Collected data
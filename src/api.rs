//! HTTP boundary: query-string parameters in, JSON envelope out.
//!
//! This is the only place that knows about legacy parameter aliases
//! (`start_date`/`end_date`) and dashed dates. Everything behind it works on
//! the canonical [`StockRequest`] and [`StockReport`] shapes.

use serde::{Deserialize, Deserializer, Serialize};

use crate::error::{Result, SummaryError};
use crate::models::{BuyReference, DailyRecord, StockReport, StockRequest, Summary};
use crate::window::{WindowMode, WindowSelector};

// ---------------------------------------------------------------------------
// StockQueryParams
// ---------------------------------------------------------------------------

/// Raw `GET /api/stock` query parameters, all as received.
#[derive(Debug, Clone, Default, Deserialize)]
pub struct StockQueryParams {
    pub code: Option<String>,
    pub mode: Option<String>,
    pub n: Option<String>,
    #[serde(alias = "start_date")]
    pub start: Option<String>,
    #[serde(alias = "end_date")]
    pub end: Option<String>,
    pub buy: Option<String>,
    pub shares: Option<String>,
}

fn parse_optional_f64(name: &str, raw: Option<&str>) -> Result<Option<f64>> {
    match raw.map(str::trim).filter(|s| !s.is_empty()) {
        None => Ok(None),
        Some(s) => s
            .parse::<f64>()
            .map(Some)
            .map_err(|_| SummaryError::InvalidArgument(format!("{name} must be a number, got '{s}'"))),
    }
}

impl StockQueryParams {
    /// Validate into a [`StockRequest`].
    ///
    /// A missing `code` or range bounds is [`SummaryError::MissingParameters`];
    /// malformed numbers and dates are [`SummaryError::InvalidArgument`]. A
    /// `buy` that is zero or negative is ignored rather than rejected.
    pub fn into_request(self) -> Result<StockRequest> {
        let code = self
            .code
            .as_deref()
            .map(str::trim)
            .filter(|c| !c.is_empty())
            .ok_or_else(|| SummaryError::MissingParameters("code is required".into()))?
            .to_string();

        let window = WindowSelector::from_parts(
            self.mode.as_deref(),
            self.n.as_deref(),
            self.start.as_deref(),
            self.end.as_deref(),
        )?;

        let buy = parse_optional_f64("buy", self.buy.as_deref())?;
        let shares = parse_optional_f64("shares", self.shares.as_deref())?;
        let buy = buy.and_then(|price| BuyReference::new(price, shares));

        Ok(StockRequest { code, window, buy })
    }
}

// ---------------------------------------------------------------------------
// ApiResponse
// ---------------------------------------------------------------------------

/// JSON envelope returned by `/api/stock`.
///
/// Callers must check `ok`: a "no data" result is `ok: true` with empty
/// `items` and a `null` summary.
#[derive(Debug, Clone, PartialEq, Serialize, Deserialize)]
pub struct ApiResponse {
    pub ok: bool,
    #[serde(default, skip_serializing_if = "Option::is_none")]
    pub msg: Option<String>,
    #[serde(default, skip_serializing_if = "Option::is_none")]
    pub ts_code: Option<String>,
    #[serde(default, skip_serializing_if = "Option::is_none")]
    pub name_cn: Option<String>,
    #[serde(default, skip_serializing_if = "Option::is_none")]
    pub mode: Option<WindowMode>,
    /// Bounds the provider was asked for.
    #[serde(default, skip_serializing_if = "Option::is_none")]
    pub start: Option<String>,
    #[serde(default, skip_serializing_if = "Option::is_none")]
    pub end: Option<String>,
    /// Number of trading days returned, for last-N requests.
    #[serde(default, skip_serializing_if = "Option::is_none")]
    pub n: Option<usize>,
    #[serde(default, skip_serializing_if = "Option::is_none")]
    pub items: Option<Vec<DailyRecord>>,
    /// Absent on failure; `null` on success without data.
    #[serde(
        default,
        skip_serializing_if = "Option::is_none",
        deserialize_with = "present"
    )]
    pub summary: Option<Option<Summary>>,
}

/// Any value for a present key, `null` included, maps to `Some`. Missing keys
/// fall back to `default` (`None`).
fn present<'de, D, T>(deserializer: D) -> std::result::Result<Option<T>, D::Error>
where
    D: Deserializer<'de>,
    T: Deserialize<'de>,
{
    T::deserialize(deserializer).map(Some)
}

impl ApiResponse {
    pub fn success(report: &StockReport) -> Self {
        Self {
            ok: true,
            msg: None,
            ts_code: Some(report.ts_code.clone()),
            name_cn: report.name_cn.clone(),
            mode: Some(report.mode),
            start: Some(report.start.clone()),
            end: Some(report.end.clone()),
            n: report.n,
            items: Some(report.items.clone()),
            summary: Some(report.summary.clone()),
        }
    }

    pub fn failure(msg: impl Into<String>) -> Self {
        Self {
            ok: false,
            msg: Some(msg.into()),
            ts_code: None,
            name_cn: None,
            mode: None,
            start: None,
            end: None,
            n: None,
            items: None,
            summary: None,
        }
    }

    /// Map a query outcome to `(status, body)`.
    pub fn from_result<R: AsRef<StockReport>>(result: &Result<R>) -> (u16, Self) {
        match result {
            Ok(report) => (200, Self::success(report.as_ref())),
            Err(e) => (e.http_status(), Self::failure(e.to_string())),
        }
    }
}
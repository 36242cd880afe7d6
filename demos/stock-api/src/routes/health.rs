use std::sync::Arc;

use axum::extract::State;
use axum::response::Json;
use serde_json::{json, Value};

use crate::state::AppState;

/// GET /api/health
///
/// Reports the configured provider and how many reports are cached.
pub async fn get_health(State(state): State<Arc<AppState>>) -> Json<Value> {
    let sdk = state.sdk.inner();
    let cached = sdk.cache().map(|c| c.len()).unwrap_or(0);
    Json(json!({
        "ok": true,
        "provider": sdk.provider_name(),
        "cached_reports": cached
    }))
}
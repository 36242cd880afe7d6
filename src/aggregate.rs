//! Reduction of a record window into a [`Summary`].
//!
//! Price statistics use records with a valid close; turnover statistics use
//! every record with a finite turnover rate, independently. Ratios whose
//! denominator is zero or whose operands are not finite come out as `None`.
//! Extremes keep every date on which they occur.

use tracing::debug;

use crate::error::{Result, SummaryError};
use crate::models::{BuyComparison, BuyReference, ExtremeDates, RecordWindow, Summary};

// ---------------------------------------------------------------------------
// RunningStats
// ---------------------------------------------------------------------------

/// Single-pass count / mean / min / max accumulator.
///
/// The mean is updated incrementally so that a series of very large closes
/// never overflows an intermediate sum.
#[derive(Debug, Clone, Copy)]
struct RunningStats {
    count: usize,
    mean: f64,
    min: f64,
    max: f64,
}

impl RunningStats {
    fn new() -> Self {
        Self {
            count: 0,
            mean: 0.0,
            min: f64::INFINITY,
            max: f64::NEG_INFINITY,
        }
    }

    fn push(&mut self, v: f64) {
        self.count += 1;
        self.mean += (v - self.mean) / self.count as f64;
        if v < self.min {
            self.min = v;
        }
        if v > self.max {
            self.max = v;
        }
    }

    /// Mean, clamped into `[min, max]` to absorb rounding.
    fn mean(&self) -> Option<f64> {
        if self.count == 0 || !self.mean.is_finite() {
            return None;
        }
        Some(self.mean.clamp(self.min, self.max))
    }
}

// ---------------------------------------------------------------------------
// Helpers
// ---------------------------------------------------------------------------

/// `num / den`, or `None` when `den` is zero or either side (or the result)
/// is not finite.
pub fn ratio(num: f64, den: f64) -> Option<f64> {
    if !num.is_finite() || !den.is_finite() || den == 0.0 {
        return None;
    }
    let r = num / den;
    r.is_finite().then_some(r)
}

/// Dates of every point whose value is exactly `value`.
pub fn extreme_dates(points: &[(&str, f64)], value: f64) -> Option<ExtremeDates> {
    ExtremeDates::from_dates(
        points
            .iter()
            .filter(|(_, v)| *v == value)
            .map(|(d, _)| *d),
    )
}

struct SeriesStats {
    mean: f64,
    high: f64,
    low: f64,
    high_dates: ExtremeDates,
    low_dates: ExtremeDates,
}

fn series_stats(points: &[(&str, f64)]) -> Option<SeriesStats> {
    let mut stats = RunningStats::new();
    for (_, v) in points {
        stats.push(*v);
    }
    let mean = stats.mean()?;
    Some(SeriesStats {
        mean,
        high: stats.max,
        low: stats.min,
        high_dates: extreme_dates(points, stats.max)?,
        low_dates: extreme_dates(points, stats.min)?,
    })
}

// ---------------------------------------------------------------------------
// summarize
// ---------------------------------------------------------------------------

/// Reduce `window` into a [`Summary`].
///
/// # Errors
///
/// [`SummaryError::EmptyPriceSeries`] when no record carries a valid close.
/// Individual malformed values never fail the call; they are skipped.
pub fn summarize(
    ts_code: &str,
    window: &RecordWindow,
    buy: Option<&BuyReference>,
) -> Result<Summary> {
    let records = window.records();

    let prices: Vec<(&str, f64)> = records
        .iter()
        .filter_map(|r| r.valid_close().map(|c| (r.trade_date.as_str(), c)))
        .collect();
    let price = series_stats(&prices).ok_or(SummaryError::EmptyPriceSeries)?;
    let today_close = prices[prices.len() - 1].1;

    let turnovers: Vec<(&str, f64)> = records
        .iter()
        .filter_map(|r| r.valid_turnover().map(|t| (r.trade_date.as_str(), t)))
        .collect();
    let turnover = series_stats(&turnovers);

    if prices.len() < records.len() {
        debug!(
            ts_code,
            skipped = records.len() - prices.len(),
            "records without a valid close left out of price stats"
        );
    }

    let buy = buy.map(|b| {
        let diff = today_close - b.price;
        BuyComparison {
            buy: b.price,
            shares: b.shares,
            diff,
            pct: diff / b.price,
            floating_pnl: b.shares.map(|s| diff * s).filter(|p| p.is_finite()),
        }
    });

    Ok(Summary {
        ts_code: ts_code.to_string(),
        start: window.first().trade_date.clone(),
        end: window.last().trade_date.clone(),
        count: window.len(),

        today_close,
        mean: price.mean,
        high: price.high,
        low: price.low,

        dev_vs_mean: ratio(today_close - price.mean, price.mean),
        amplitude: ratio(price.high - price.low, price.low),
        rise_from_low: ratio(today_close - price.low, price.low),
        drawdown_from_high: ratio(today_close - price.high, price.high),
        pos_pct: ratio(today_close - price.low, price.high - price.low).map(|p| p * 100.0),

        high_dates: price.high_dates,
        low_dates: price.low_dates,

        turnover_latest: window.last().valid_turnover(),
        turnover_mean: turnover.as_ref().map(|t| t.mean),
        turnover_max: turnover.as_ref().map(|t| t.high),
        turnover_min: turnover.as_ref().map(|t| t.low),
        turnover_max_dates: turnover.as_ref().map(|t| t.high_dates.clone()),
        turnover_min_dates: turnover.map(|t| t.low_dates),

        buy,
    })
}
//! Window selection: turns a caller's selector into concrete fetch bounds.
//!
//! A selector is either an explicit date range or "the last N trading days".
//! Last-N requests fetch a generous calendar lookback and are trimmed to N
//! price-valid records after the fetch (see [`crate::models::RecordWindow::last_n`]).

use chrono::{Duration, NaiveDate};
use serde::{Deserialize, Serialize};
use tracing::debug;

use crate::config;
use crate::error::{Result, SummaryError};

// ---------------------------------------------------------------------------
// WindowMode / WindowSelector
// ---------------------------------------------------------------------------

#[derive(Debug, Clone, Copy, PartialEq, Eq, Hash, Serialize, Deserialize)]
pub enum WindowMode {
    #[serde(rename = "n")]
    LastN,
    #[serde(rename = "range")]
    Range,
}

impl WindowMode {
    pub fn as_str(&self) -> &'static str {
        match self {
            WindowMode::LastN => "n",
            WindowMode::Range => "range",
        }
    }

    pub fn parse(s: &str) -> Result<Self> {
        match s.trim() {
            "" | "n" => Ok(WindowMode::LastN),
            "range" => Ok(WindowMode::Range),
            other => Err(SummaryError::InvalidArgument(format!(
                "mode must be 'n' or 'range', got '{other}'"
            ))),
        }
    }
}

#[derive(Debug, Clone, Copy, PartialEq, Eq, Hash)]
pub enum WindowSelector {
    /// The last `n` trading days. `bounds` overrides the default lookback.
    LastN {
        n: usize,
        bounds: Option<(NaiveDate, NaiveDate)>,
    },
    Range { start: NaiveDate, end: NaiveDate },
}

impl WindowSelector {
    pub fn mode(&self) -> WindowMode {
        match self {
            WindowSelector::LastN { .. } => WindowMode::LastN,
            WindowSelector::Range { .. } => WindowMode::Range,
        }
    }

    /// Build a selector from raw request parts.
    ///
    /// `mode` defaults to last-N and `n` to [`config::DEFAULT_LAST_N`]. Range
    /// mode requires both `start` and `end`; last-N mode accepts both or
    /// neither. Fails before any upstream call is made.
    pub fn from_parts(
        mode: Option<&str>,
        n: Option<&str>,
        start: Option<&str>,
        end: Option<&str>,
    ) -> Result<Self> {
        let mode = WindowMode::parse(mode.unwrap_or(""))?;
        let start = non_empty(start).map(parse_date).transpose()?;
        let end = non_empty(end).map(parse_date).transpose()?;

        match mode {
            WindowMode::Range => match (start, end) {
                (Some(start), Some(end)) => WindowSelector::range(start, end),
                _ => Err(SummaryError::MissingParameters(
                    "mode=range requires start and end".into(),
                )),
            },
            WindowMode::LastN => {
                let n = match non_empty(n) {
                    Some(raw) => parse_n(raw)?,
                    None => config::DEFAULT_LAST_N,
                };
                let bounds = match (start, end) {
                    (Some(s), Some(e)) => {
                        check_order(s, e)?;
                        Some((s, e))
                    }
                    (None, None) => None,
                    _ => {
                        return Err(SummaryError::MissingParameters(
                            "mode=n takes both start and end, or neither".into(),
                        ))
                    }
                };
                Ok(WindowSelector::LastN { n, bounds })
            }
        }
    }

    /// Build a selector from typed options with no defaults applied.
    ///
    /// `n` wins when present (with `start`/`end` as optional lookback
    /// bounds); otherwise both `start` and `end` are required.
    pub fn from_options(
        n: Option<usize>,
        start: Option<NaiveDate>,
        end: Option<NaiveDate>,
    ) -> Result<Self> {
        match (n, start, end) {
            (Some(0), _, _) => Err(SummaryError::InvalidArgument("n must be positive".into())),
            (Some(n), Some(s), Some(e)) => {
                check_order(s, e)?;
                Ok(WindowSelector::LastN {
                    n,
                    bounds: Some((s, e)),
                })
            }
            (Some(n), None, None) => Ok(WindowSelector::LastN { n, bounds: None }),
            (None, Some(s), Some(e)) => WindowSelector::range(s, e),
            (None, None, None) => Err(SummaryError::MissingParameters(
                "either n or start/end is required".into(),
            )),
            _ => Err(SummaryError::MissingParameters(
                "start and end must be given together".into(),
            )),
        }
    }

    /// An explicit range, rejecting `start > end`.
    pub fn range(start: NaiveDate, end: NaiveDate) -> Result<Self> {
        check_order(start, end)?;
        Ok(WindowSelector::Range { start, end })
    }
}

fn non_empty(s: Option<&str>) -> Option<&str> {
    s.map(str::trim).filter(|s| !s.is_empty())
}

fn parse_n(raw: &str) -> Result<usize> {
    let n: i64 = raw
        .parse()
        .map_err(|_| SummaryError::InvalidArgument(format!("n must be an integer, got '{raw}'")))?;
    if n <= 0 {
        return Err(SummaryError::InvalidArgument(format!(
            "n must be positive, got {n}"
        )));
    }
    Ok(n as usize)
}

fn check_order(start: NaiveDate, end: NaiveDate) -> Result<()> {
    if start > end {
        return Err(SummaryError::InvalidArgument(format!(
            "start {} is after end {}",
            format_date(start),
            format_date(end)
        )));
    }
    Ok(())
}

/// Parse `YYYYMMDD`, also accepting `YYYY-MM-DD`.
pub fn parse_date(s: &str) -> Result<NaiveDate> {
    let s = s.trim();
    NaiveDate::parse_from_str(s, config::TRADE_DATE_FORMAT)
        .or_else(|_| NaiveDate::parse_from_str(s, "%Y-%m-%d"))
        .map_err(|_| SummaryError::InvalidArgument(format!("invalid date '{s}', expected YYYYMMDD")))
}

pub fn format_date(d: NaiveDate) -> String {
    d.format(config::TRADE_DATE_FORMAT).to_string()
}

// ---------------------------------------------------------------------------
// WindowPolicy / ResolvedWindow
// ---------------------------------------------------------------------------

/// Concrete bounds handed to the provider.
#[derive(Debug, Clone, Copy, PartialEq, Eq)]
pub struct ResolvedWindow {
    pub start: NaiveDate,
    pub end: NaiveDate,
    /// Number of trading days to keep after the fetch, for last-N requests.
    pub expected_count: Option<usize>,
}

/// Calendar defaults for window resolution.
#[derive(Debug, Clone, Copy, PartialEq, Eq, Serialize, Deserialize)]
pub struct WindowPolicy {
    pub default_display_window_days: i64,
    pub n_mode_lookback_days: i64,
    pub max_last_n: usize,
}

impl Default for WindowPolicy {
    fn default() -> Self {
        Self {
            default_display_window_days: config::DEFAULT_DISPLAY_WINDOW_DAYS,
            n_mode_lookback_days: config::N_MODE_LOOKBACK_DAYS,
            max_last_n: config::MAX_LAST_N,
        }
    }
}

impl WindowPolicy {
    /// Resolve `selector` against `today`.
    ///
    /// Last-N requests without explicit bounds look back
    /// `n_mode_lookback_days` calendar days; `n` is clamped to `max_last_n`.
    pub fn resolve(&self, selector: &WindowSelector, today: NaiveDate) -> ResolvedWindow {
        let resolved = match *selector {
            WindowSelector::Range { start, end } => ResolvedWindow {
                start,
                end,
                expected_count: None,
            },
            WindowSelector::LastN { n, bounds } => {
                let (start, end) = bounds.unwrap_or_else(|| {
                    (today - Duration::days(self.n_mode_lookback_days), today)
                });
                ResolvedWindow {
                    start,
                    end,
                    expected_count: Some(n.clamp(1, self.max_last_n)),
                }
            }
        };
        debug!(
            start = %format_date(resolved.start),
            end = %format_date(resolved.end),
            expected = ?resolved.expected_count,
            "resolved window"
        );
        resolved
    }

    /// The display default: the last `default_display_window_days` up to `today`.
    pub fn default_display_range(&self, today: NaiveDate) -> WindowSelector {
        WindowSelector::Range {
            start: today - Duration::days(self.default_display_window_days),
            end: today,
        }
    }
}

[TASK INSTRUCTIONS]: Please go over the data above and copy each line with "never" in it.

[EXERCISE SOLUTION]:
/// never overflows an intermediate sum.
/// Individual malformed values never fail the call; they are skipped.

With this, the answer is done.